Joint UAV- and robot-optimized approach to quantify methane emissions and energy losses from landfills 
Principal Investigators: Dimitrios Zekkos (Lead PI, UC Berkeley), Stavros Vougioukas (UC Davis)

Methane is a powerful greenhouse gas and a major driver of climate change, and municipal solid waste landfills are the third-largest source of methane emissions caused by human activity. Current methods of measuring methane emissions from landfills are sparse and infrequent, and likely lead to underestimations. This project will use UAVs, autonomous ground robots and topographical models to create a constantly updating map of landfill methane concentrations. The data will offer more accurate measurements of methane levels to help verify the extent to which landfills are contributing to climate change. The sensor system will also pave the way for “smart landfills,” where methane leaks can be easily detected and captured to generate sustainable energy.

Restoring speech communication with a multimodal decoder-synthesizer
Principal Investigators: Lee Miller (Lead PI, UC Davis), Daniel Cates (UC Davis Health), Ahmed Arif (UC Merced)

More than 1 in 100 people worldwide have lost their ability to produce natural and comprehensible speech — a condition called dysarthria — due to cancer, stroke or another cause.  Right now, there is no technology to truly restore speech, only a few inadequate workarounds. This project will develop an assistive device that combines recordings of a person’s facial expressions and muscle movements and uses neural networks to synthesize and produce fluent speech in their own voice. The user will be able to move their mouth silently, as if they were speaking, to activate the device and generate their voice. This decoder-synthesizer will help restore quality of life for the tens of millions of individuals with dysarthria, allowing them to more easily and effectively interact with their co-workers, friends and loved ones.

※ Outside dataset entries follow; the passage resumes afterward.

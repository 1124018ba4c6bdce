//! End-to-end chain tests.
//!
//! These run requests through composed chains made of the standard
//! interceptors, plus recording and short-circuiting interceptors, and check
//! what the terminal handler and the caller observe.

use bytes::Bytes;
use hermes_core::RequestContext;
use hermes_middleware::{
    handler_fn, BoxFuture, ChainConfig, ComposedHandler, FnInterceptor, Interceptor,
    MiddlewareChain, Next, Request, RequestIdInterceptor, Response, ResponseExt,
    TenantInterceptor, TracingInterceptor, REQUEST_ID_HEADER, TENANT_HEADER,
};
use hermes_telemetry::TracerHandle;
use http::{Request as HttpRequest, StatusCode};
use http_body_util::Full;
use std::sync::atomic::{AtomicBool, Ordering};
use std::sync::{Arc, Mutex};
use std::time::Duration;

type Seen = Arc<Mutex<Vec<RequestContext>>>;

/// Creates a test request with optional headers.
fn make_request(headers: &[(&str, &str)]) -> Request {
    let mut builder = HttpRequest::builder().method("GET").uri("/accounts");
    for (name, value) in headers {
        builder = builder.header(*name, *value);
    }
    builder.body(Full::new(Bytes::new())).unwrap()
}

/// Builds the standard chain around a handler that records its context.
fn standard_app() -> (ComposedHandler, Seen) {
    let seen: Seen = Arc::new(Mutex::new(Vec::new()));
    let record = seen.clone();
    let chain = MiddlewareChain::standard(&ChainConfig::default()).unwrap();
    let app = chain.build(handler_fn(move |ctx, _req| {
        record.lock().unwrap().push(ctx);
        async { Response::text(StatusCode::OK, "OK") }
    }));
    (app, seen)
}

fn last_context(seen: &Seen) -> RequestContext {
    seen.lock().unwrap().last().cloned().unwrap()
}

/// Records entry and exit in a shared log.
struct Recorder {
    name: &'static str,
    log: Arc<Mutex<Vec<String>>>,
}

impl Interceptor for Recorder {
    fn name(&self) -> &'static str {
        self.name
    }

    fn intercept<'a>(
        &'a self,
        ctx: RequestContext,
        request: Request,
        next: Next<'a>,
    ) -> BoxFuture<'a, Response> {
        Box::pin(async move {
            self.log.lock().unwrap().push(format!("before {}", self.name));
            let response = next.run(ctx, request).await;
            self.log.lock().unwrap().push(format!("after {}", self.name));
            response
        })
    }
}

#[tokio::test]
async fn recording_interceptors_nest_outer_to_inner() {
    let log = Arc::new(Mutex::new(Vec::new()));
    let chain = ["a", "b", "c"].into_iter().fold(MiddlewareChain::new(), |chain, name| {
        chain.with(Recorder {
            name,
            log: log.clone(),
        })
    });
    let app = chain.build(handler_fn(|_ctx, _req| async {
        Response::text(StatusCode::OK, "OK")
    }));

    app.handle(RequestContext::new(), make_request(&[])).await;

    assert_eq!(
        *log.lock().unwrap(),
        vec!["before a", "before b", "before c", "after c", "after b", "after a"]
    );
}

#[tokio::test]
async fn generated_request_id_matches_context_and_response() {
    let (app, seen) = standard_app();

    let response = app.handle(RequestContext::new(), make_request(&[])).await;

    let header_id = response.headers()[REQUEST_ID_HEADER].to_str().unwrap().to_string();
    assert_eq!(header_id.len(), 32);
    assert!(header_id
        .chars()
        .all(|c| c.is_ascii_digit() || c.is_ascii_lowercase()));
    assert_eq!(last_context(&seen).request_id(), header_id);
}

#[tokio::test]
async fn inbound_request_id_is_passed_through() {
    let (app, seen) = standard_app();

    let response = app
        .handle(RequestContext::new(), make_request(&[(REQUEST_ID_HEADER, "abc123")]))
        .await;

    assert_eq!(response.headers()[REQUEST_ID_HEADER], "abc123");
    let ctx = last_context(&seen);
    assert_eq!(ctx.request_id(), "abc123");
    assert_eq!(ctx.logger().field("request_id"), Some("abc123"));
}

#[tokio::test]
async fn tenant_header_reaches_logger() {
    let (app, seen) = standard_app();

    app.handle(RequestContext::new(), make_request(&[(TENANT_HEADER, "acme")]))
        .await;
    app.handle(RequestContext::new(), make_request(&[])).await;

    let contexts = seen.lock().unwrap().clone();
    assert_eq!(contexts[0].logger().field("tenant"), Some("acme"));
    assert_eq!(contexts[0].tenant(), "acme");
    assert_eq!(contexts[1].logger().field("tenant"), None);
    assert_eq!(contexts[1].tenant(), "");
}

#[tokio::test]
async fn concurrent_requests_get_distinct_ids() {
    let (app, _seen) = standard_app();

    let mut tasks = Vec::new();
    for _ in 0..16 {
        let app = app.clone();
        tasks.push(tokio::spawn(async move {
            let response = app.handle(RequestContext::new(), make_request(&[])).await;
            response.headers()[REQUEST_ID_HEADER].to_str().unwrap().to_string()
        }));
    }

    let mut ids = Vec::new();
    for task in tasks {
        ids.push(task.await.unwrap());
    }
    ids.sort();
    ids.dedup();
    assert_eq!(ids.len(), 16);
}

#[tokio::test]
async fn short_circuit_skips_inner_stages_but_keeps_request_id() {
    let handler_called = Arc::new(AtomicBool::new(false));
    let flag = handler_called.clone();

    let deny = FnInterceptor::new("deny", |ctx: RequestContext, _request, _next: Next<'_>| {
        Box::pin(async move { Response::json_error(StatusCode::FORBIDDEN, "tenant required", &ctx) })
    });
    let chain = MiddlewareChain::new()
        .with(RequestIdInterceptor::new())
        .with(deny)
        .with(TenantInterceptor::new());
    let app = chain.build(handler_fn(move |_ctx, _req| {
        flag.store(true, Ordering::SeqCst);
        async { Response::text(StatusCode::OK, "OK") }
    }));

    let response = app
        .handle(RequestContext::new(), make_request(&[(REQUEST_ID_HEADER, "r-403")]))
        .await;

    assert_eq!(response.status(), StatusCode::FORBIDDEN);
    assert_eq!(response.headers()[REQUEST_ID_HEADER], "r-403");
    assert!(!handler_called.load(Ordering::SeqCst));
}

#[tokio::test]
async fn cancelling_in_outer_interceptor_aborts_continuation() {
    let finished = Arc::new(AtomicBool::new(false));
    let flag = finished.clone();

    let cancel_soon = FnInterceptor::new("cancel_soon", |ctx: RequestContext, request, next: Next<'_>| {
        Box::pin(async move {
            let token = ctx.cancellation_token().clone();
            tokio::spawn(async move {
                tokio::time::sleep(Duration::from_millis(20)).await;
                token.cancel();
            });
            next.run(ctx, request).await
        })
    });
    let chain = MiddlewareChain::new()
        .with(RequestIdInterceptor::new())
        .with(cancel_soon)
        .with(TenantInterceptor::new());
    let app = chain.build(handler_fn(move |_ctx, _req| {
        let flag = flag.clone();
        async move {
            tokio::time::sleep(Duration::from_secs(30)).await;
            flag.store(true, Ordering::SeqCst);
            Response::text(StatusCode::OK, "late")
        }
    }));

    let response = tokio::time::timeout(
        Duration::from_secs(5),
        app.handle(RequestContext::new(), make_request(&[(REQUEST_ID_HEADER, "r-503")])),
    )
    .await
    .expect("chain should stop once the context is cancelled");

    assert_eq!(response.status(), StatusCode::SERVICE_UNAVAILABLE);
    assert_eq!(response.headers()[REQUEST_ID_HEADER], "r-503");
    assert!(!finished.load(Ordering::SeqCst));
}

#[tokio::test]
async fn expired_context_still_gets_request_id() {
    let (app, seen) = standard_app();
    let ctx = RequestContext::new().with_deadline(tokio::time::Instant::now());

    let response = app
        .handle(ctx, make_request(&[(REQUEST_ID_HEADER, "abc123")]))
        .await;

    assert_eq!(response.status(), StatusCode::GATEWAY_TIMEOUT);
    assert_eq!(response.headers()[REQUEST_ID_HEADER], "abc123");
    assert!(seen.lock().unwrap().is_empty());
}

#[tokio::test]
async fn tracing_sees_identity_and_tenant() {
    let provider = opentelemetry_sdk::trace::TracerProvider::builder().build();
    let seen: Seen = Arc::new(Mutex::new(Vec::new()));
    let record = seen.clone();
    let chain = MiddlewareChain::new()
        .with(RequestIdInterceptor::new())
        .with(TenantInterceptor::new())
        .with(TracingInterceptor::with_tracer(TracerHandle::from_provider(&provider)));
    let app = chain.build(handler_fn(move |ctx, _req| {
        record.lock().unwrap().push(ctx);
        async { Response::text(StatusCode::OK, "OK") }
    }));

    app.handle(
        RequestContext::new(),
        make_request(&[(REQUEST_ID_HEADER, "abc123"), (TENANT_HEADER, "acme")]),
    )
    .await;

    let ctx = last_context(&seen);
    let logger = ctx.logger();
    assert_eq!(logger.field("request_id"), Some("abc123"));
    assert_eq!(logger.field("tenant"), Some("acme"));
    assert_eq!(logger.field("trace_id"), ctx.trace_id());
    assert_eq!(logger.field("span_id"), ctx.span_id());
    assert!(ctx.trace_context().is_some());
}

Toolkit for the assessment of ecosystem resilience and functional diversity in fire-affected landscapes, using remote sensing data
Principal Investigators: Gary Bucciarelli (Lead PI, UC Davis), Todd Dawson (UC Berkeley), Andrew Latimer (UC Davis), Shane Waddell (UC Davis), Derek Young (UC Davis)

Although wildfire’s devastation may be felt most keenly in its destruction of physical and social infrastructure, it radically changes natural environments as well. At present, only a few resources are available to help experts assess whether fire-damaged ecosystems will recover. This project will create new drone- and satellite-based remote sensing tools to collect data about vegetation at six sites in the UC Natural Reserve System that were damaged by wildfires in 2020. The research team will use this information, as well as aerial and ground survey data previously collected at the sites, to train a neural network to estimate the post-fire resilience of each ecosystem. The team will also build an open-source toolkit to instruct other research groups on how to use drone data to conduct similar ecological assessments.

Trust aware human-machine teaming using real-time neurophysiological data
Principal Investigators: Kosa Goucher-Lambert (Lead PI, UC Berkeley), Zhaodan Kong (UC Davis)

Trust is essential for effective collaborations between humans and machines — particularly those involving artificial intelligence. Misaligned trust can have terrible consequences, such as the car accidents caused by an overreliance on vehicle autopilot systems. This project will develop a real-time measurement of human-machine trust by recording physiological signals in the brains of experiment participants as they interact with high- and low-performing robots in a tool-sorting task. The participants will rate their levels of trust in the robots, and the research team will use the data to build and compare different trust-prediction models. This work will set the foundation for research on trust in more complex interactions between people and machines.